» Work item
Copy exactly the lines of the records below, and only those lines, beginning with the line that contains "let target = alloc(&heap, 0, 1);" and ending with the line that contains "let _dropped = alloc(&heap, 0, payload_words);".

::: Recorded data

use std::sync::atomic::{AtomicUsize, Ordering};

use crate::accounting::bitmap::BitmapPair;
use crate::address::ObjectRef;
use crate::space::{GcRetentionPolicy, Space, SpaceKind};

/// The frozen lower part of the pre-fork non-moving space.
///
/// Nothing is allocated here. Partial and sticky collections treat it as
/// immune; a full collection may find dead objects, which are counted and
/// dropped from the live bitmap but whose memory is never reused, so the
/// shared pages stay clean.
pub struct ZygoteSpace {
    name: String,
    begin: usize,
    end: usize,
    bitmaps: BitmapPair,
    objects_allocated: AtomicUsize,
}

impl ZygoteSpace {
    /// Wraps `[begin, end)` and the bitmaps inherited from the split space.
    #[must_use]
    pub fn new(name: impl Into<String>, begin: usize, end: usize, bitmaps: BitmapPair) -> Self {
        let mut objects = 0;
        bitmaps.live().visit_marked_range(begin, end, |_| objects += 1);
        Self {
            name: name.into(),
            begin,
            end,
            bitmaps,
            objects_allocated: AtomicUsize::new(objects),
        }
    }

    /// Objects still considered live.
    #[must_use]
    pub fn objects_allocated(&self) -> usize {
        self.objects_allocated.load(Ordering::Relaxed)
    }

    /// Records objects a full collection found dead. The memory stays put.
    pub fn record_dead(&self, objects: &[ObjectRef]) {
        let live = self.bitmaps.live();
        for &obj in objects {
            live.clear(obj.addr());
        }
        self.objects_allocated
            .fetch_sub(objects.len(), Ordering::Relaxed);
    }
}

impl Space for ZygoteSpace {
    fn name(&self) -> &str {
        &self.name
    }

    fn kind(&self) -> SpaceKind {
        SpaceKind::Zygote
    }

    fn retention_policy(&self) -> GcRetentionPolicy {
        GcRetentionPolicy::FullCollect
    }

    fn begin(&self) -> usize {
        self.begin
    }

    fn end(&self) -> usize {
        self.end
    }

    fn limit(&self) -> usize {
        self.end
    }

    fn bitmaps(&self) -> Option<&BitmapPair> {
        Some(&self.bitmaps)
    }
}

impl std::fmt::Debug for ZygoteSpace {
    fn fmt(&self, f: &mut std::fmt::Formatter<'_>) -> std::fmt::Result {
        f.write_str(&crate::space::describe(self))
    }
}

::::::
::: Recorded data

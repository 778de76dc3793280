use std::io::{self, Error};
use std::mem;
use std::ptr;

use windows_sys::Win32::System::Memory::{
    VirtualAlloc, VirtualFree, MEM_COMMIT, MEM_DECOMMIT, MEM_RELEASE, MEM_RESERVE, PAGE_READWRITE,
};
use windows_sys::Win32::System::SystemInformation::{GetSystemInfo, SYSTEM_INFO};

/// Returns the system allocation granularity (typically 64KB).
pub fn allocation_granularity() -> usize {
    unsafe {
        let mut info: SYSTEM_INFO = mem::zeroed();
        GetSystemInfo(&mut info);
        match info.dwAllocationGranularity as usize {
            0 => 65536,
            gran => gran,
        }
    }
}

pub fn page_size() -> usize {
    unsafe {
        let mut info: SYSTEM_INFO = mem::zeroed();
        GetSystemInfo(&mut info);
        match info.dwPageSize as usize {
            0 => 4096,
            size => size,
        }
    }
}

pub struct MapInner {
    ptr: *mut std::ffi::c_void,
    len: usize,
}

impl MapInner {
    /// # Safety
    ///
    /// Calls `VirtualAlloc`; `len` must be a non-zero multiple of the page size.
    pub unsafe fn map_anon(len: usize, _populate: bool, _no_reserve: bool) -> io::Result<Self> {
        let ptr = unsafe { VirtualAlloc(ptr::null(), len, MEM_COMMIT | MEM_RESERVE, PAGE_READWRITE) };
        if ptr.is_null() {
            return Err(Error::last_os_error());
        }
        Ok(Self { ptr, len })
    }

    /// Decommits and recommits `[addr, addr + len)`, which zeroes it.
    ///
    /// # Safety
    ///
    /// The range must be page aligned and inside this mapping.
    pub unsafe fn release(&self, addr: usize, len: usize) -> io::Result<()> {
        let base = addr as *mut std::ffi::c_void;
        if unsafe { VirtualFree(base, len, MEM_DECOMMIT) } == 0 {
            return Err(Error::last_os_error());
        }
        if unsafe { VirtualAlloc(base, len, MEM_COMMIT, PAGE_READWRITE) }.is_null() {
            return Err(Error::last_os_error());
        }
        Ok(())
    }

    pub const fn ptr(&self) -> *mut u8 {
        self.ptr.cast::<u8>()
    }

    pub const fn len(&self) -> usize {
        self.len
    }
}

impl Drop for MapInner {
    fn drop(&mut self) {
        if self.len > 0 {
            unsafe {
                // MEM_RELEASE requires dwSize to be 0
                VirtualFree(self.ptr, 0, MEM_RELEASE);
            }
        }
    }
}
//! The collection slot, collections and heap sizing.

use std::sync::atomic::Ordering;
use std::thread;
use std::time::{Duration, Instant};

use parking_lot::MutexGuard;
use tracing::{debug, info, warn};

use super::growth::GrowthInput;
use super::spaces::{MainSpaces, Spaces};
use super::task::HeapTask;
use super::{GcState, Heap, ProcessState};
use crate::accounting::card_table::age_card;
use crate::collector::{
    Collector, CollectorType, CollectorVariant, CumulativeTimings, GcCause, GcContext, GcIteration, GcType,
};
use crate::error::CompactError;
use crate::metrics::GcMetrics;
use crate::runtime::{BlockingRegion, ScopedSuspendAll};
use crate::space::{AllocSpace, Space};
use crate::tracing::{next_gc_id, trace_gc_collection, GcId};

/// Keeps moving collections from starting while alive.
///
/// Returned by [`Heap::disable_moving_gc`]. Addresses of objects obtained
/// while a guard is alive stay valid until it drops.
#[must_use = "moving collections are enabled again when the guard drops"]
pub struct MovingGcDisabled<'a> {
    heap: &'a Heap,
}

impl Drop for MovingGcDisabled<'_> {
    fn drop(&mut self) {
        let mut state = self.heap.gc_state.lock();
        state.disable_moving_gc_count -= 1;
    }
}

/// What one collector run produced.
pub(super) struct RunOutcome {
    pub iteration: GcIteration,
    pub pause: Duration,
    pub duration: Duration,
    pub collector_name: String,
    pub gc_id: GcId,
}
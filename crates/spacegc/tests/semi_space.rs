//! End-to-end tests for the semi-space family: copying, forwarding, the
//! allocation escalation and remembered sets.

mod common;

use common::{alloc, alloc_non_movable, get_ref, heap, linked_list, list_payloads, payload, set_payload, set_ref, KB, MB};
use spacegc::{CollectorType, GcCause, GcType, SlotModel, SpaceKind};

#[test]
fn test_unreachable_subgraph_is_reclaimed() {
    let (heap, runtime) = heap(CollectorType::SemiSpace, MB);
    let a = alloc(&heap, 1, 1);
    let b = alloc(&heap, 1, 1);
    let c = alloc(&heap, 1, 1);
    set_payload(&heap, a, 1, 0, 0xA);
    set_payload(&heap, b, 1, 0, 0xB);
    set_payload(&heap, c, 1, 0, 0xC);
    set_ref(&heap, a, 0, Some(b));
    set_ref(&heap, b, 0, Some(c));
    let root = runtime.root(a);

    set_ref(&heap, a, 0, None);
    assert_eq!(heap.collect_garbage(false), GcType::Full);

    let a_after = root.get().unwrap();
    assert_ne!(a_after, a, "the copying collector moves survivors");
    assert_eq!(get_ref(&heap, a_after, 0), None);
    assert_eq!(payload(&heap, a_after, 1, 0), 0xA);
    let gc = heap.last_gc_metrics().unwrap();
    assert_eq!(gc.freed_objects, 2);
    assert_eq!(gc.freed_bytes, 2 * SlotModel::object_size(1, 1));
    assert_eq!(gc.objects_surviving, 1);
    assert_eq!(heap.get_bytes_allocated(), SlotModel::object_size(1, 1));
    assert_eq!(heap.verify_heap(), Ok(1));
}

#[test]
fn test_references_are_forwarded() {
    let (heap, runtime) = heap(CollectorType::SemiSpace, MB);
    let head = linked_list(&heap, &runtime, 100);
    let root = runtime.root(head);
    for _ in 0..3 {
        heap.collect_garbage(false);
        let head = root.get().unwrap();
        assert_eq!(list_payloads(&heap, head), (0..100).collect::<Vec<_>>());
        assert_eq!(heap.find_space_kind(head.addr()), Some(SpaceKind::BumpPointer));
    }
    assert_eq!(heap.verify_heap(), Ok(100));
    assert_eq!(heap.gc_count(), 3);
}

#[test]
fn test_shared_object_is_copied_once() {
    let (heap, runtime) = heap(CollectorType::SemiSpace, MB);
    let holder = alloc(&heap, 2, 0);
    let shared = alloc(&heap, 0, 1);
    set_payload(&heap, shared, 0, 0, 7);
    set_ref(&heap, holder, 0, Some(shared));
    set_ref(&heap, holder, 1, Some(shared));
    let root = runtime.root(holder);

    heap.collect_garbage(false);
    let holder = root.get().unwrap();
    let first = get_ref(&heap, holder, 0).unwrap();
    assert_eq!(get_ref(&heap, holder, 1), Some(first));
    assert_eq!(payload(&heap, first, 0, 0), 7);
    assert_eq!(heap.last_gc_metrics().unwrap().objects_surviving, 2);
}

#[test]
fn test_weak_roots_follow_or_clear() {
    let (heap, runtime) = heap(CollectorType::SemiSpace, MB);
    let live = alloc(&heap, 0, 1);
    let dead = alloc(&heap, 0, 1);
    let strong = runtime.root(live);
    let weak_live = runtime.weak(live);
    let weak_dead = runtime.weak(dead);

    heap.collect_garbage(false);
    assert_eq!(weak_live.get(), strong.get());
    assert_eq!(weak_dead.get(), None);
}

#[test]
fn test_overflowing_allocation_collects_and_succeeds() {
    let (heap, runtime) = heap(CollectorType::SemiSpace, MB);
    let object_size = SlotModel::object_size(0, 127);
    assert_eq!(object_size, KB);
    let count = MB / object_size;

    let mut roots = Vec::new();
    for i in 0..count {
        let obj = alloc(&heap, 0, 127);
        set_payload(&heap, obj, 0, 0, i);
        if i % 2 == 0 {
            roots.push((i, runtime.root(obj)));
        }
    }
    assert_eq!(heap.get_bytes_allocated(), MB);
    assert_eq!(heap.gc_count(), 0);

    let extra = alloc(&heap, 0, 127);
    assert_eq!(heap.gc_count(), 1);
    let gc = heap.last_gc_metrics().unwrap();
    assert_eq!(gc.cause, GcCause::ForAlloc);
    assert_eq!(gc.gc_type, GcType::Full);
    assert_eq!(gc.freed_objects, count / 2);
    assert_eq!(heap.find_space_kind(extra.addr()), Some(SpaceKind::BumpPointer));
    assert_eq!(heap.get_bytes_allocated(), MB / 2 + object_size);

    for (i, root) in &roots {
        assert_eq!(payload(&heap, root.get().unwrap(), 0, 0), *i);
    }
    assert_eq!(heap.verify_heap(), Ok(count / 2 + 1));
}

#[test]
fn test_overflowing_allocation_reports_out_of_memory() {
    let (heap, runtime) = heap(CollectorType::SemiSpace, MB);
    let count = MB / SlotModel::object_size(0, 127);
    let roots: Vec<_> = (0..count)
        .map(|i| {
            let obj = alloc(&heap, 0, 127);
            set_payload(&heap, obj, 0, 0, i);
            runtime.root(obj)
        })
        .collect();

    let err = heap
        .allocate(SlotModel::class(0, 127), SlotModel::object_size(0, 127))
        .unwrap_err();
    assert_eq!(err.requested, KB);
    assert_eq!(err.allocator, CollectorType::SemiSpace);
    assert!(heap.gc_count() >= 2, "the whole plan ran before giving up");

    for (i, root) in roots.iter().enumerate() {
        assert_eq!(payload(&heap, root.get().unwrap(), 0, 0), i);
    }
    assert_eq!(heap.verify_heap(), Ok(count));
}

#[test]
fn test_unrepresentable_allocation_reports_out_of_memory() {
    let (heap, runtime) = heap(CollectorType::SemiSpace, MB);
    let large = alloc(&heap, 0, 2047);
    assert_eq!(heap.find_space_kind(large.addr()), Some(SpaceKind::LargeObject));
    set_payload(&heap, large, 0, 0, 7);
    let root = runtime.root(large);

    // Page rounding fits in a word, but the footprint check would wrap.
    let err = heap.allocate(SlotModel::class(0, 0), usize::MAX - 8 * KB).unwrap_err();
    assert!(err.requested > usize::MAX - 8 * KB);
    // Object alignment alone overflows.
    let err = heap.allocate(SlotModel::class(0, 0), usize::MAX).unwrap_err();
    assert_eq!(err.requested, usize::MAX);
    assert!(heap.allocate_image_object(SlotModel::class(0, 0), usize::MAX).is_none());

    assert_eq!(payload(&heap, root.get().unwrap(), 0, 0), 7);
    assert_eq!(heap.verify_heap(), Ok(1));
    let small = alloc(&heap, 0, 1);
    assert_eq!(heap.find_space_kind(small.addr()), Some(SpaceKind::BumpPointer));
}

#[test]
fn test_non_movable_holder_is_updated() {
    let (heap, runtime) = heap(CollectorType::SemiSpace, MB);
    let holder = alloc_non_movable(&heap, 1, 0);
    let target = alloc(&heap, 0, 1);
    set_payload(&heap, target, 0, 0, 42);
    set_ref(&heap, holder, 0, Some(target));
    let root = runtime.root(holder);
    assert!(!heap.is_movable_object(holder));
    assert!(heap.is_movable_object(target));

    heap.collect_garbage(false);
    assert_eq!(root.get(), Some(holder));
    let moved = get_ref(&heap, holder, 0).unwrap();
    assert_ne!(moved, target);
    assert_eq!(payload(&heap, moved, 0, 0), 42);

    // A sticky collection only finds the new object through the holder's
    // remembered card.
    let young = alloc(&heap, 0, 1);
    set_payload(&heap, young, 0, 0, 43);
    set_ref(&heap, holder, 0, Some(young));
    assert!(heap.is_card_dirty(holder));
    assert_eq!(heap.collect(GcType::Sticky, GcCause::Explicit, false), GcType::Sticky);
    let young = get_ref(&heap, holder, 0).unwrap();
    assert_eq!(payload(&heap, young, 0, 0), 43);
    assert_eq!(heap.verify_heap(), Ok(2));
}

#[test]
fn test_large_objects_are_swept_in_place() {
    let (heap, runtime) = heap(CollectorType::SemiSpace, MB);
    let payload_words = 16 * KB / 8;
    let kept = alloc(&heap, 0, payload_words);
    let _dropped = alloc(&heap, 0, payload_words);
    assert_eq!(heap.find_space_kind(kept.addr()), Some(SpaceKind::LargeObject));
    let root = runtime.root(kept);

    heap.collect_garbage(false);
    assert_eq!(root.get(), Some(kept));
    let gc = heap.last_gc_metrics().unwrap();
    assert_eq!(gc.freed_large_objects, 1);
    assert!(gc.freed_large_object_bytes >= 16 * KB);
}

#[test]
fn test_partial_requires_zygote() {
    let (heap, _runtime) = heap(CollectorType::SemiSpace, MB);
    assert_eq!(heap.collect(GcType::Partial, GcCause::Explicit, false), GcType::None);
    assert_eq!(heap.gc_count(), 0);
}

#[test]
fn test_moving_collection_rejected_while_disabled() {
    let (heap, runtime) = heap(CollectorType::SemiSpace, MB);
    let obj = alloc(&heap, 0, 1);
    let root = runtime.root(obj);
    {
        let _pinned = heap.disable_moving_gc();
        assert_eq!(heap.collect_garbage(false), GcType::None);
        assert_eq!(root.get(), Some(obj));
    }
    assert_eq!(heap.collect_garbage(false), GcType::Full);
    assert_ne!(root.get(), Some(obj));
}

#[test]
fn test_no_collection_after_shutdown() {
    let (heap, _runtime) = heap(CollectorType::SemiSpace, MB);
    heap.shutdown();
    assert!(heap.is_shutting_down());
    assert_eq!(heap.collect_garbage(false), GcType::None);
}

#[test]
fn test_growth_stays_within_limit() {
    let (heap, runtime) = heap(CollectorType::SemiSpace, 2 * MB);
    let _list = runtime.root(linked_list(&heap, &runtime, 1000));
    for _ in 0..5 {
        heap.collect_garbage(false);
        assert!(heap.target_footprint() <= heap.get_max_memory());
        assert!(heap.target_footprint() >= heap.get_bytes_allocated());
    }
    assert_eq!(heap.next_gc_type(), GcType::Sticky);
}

::::::

» Answer to this problem
    let target = alloc(&heap, 0, 1);
    set_payload(&heap, target, 0, 0, 42);
    set_ref(&heap, holder, 0, Some(target));
    let root = runtime.root(holder);
    assert!(!heap.is_movable_object(holder));
    assert!(heap.is_movable_object(target));

    heap.collect_garbage(false);
    assert_eq!(root.get(), Some(holder));
    let moved = get_ref(&heap, holder, 0).unwrap();
    assert_ne!(moved, target);
    assert_eq!(payload(&heap, moved, 0, 0), 42);

    // A sticky collection only finds the new object through the holder's
    // remembered card.
    let young = alloc(&heap, 0, 1);
    set_payload(&heap, young, 0, 0, 43);
    set_ref(&heap, holder, 0, Some(young));
    assert!(heap.is_card_dirty(holder));
    assert_eq!(heap.collect(GcType::Sticky, GcCause::Explicit, false), GcType::Sticky);
    let young = get_ref(&heap, holder, 0).unwrap();
    assert_eq!(payload(&heap, young, 0, 0), 43);
    assert_eq!(heap.verify_heap(), Ok(2));
}

#[test]
fn test_large_objects_are_swept_in_place() {
    let (heap, runtime) = heap(CollectorType::SemiSpace, MB);
    let payload_words = 16 * KB / 8;
    let kept = alloc(&heap, 0, payload_words);
    let _dropped = alloc(&heap, 0, payload_words);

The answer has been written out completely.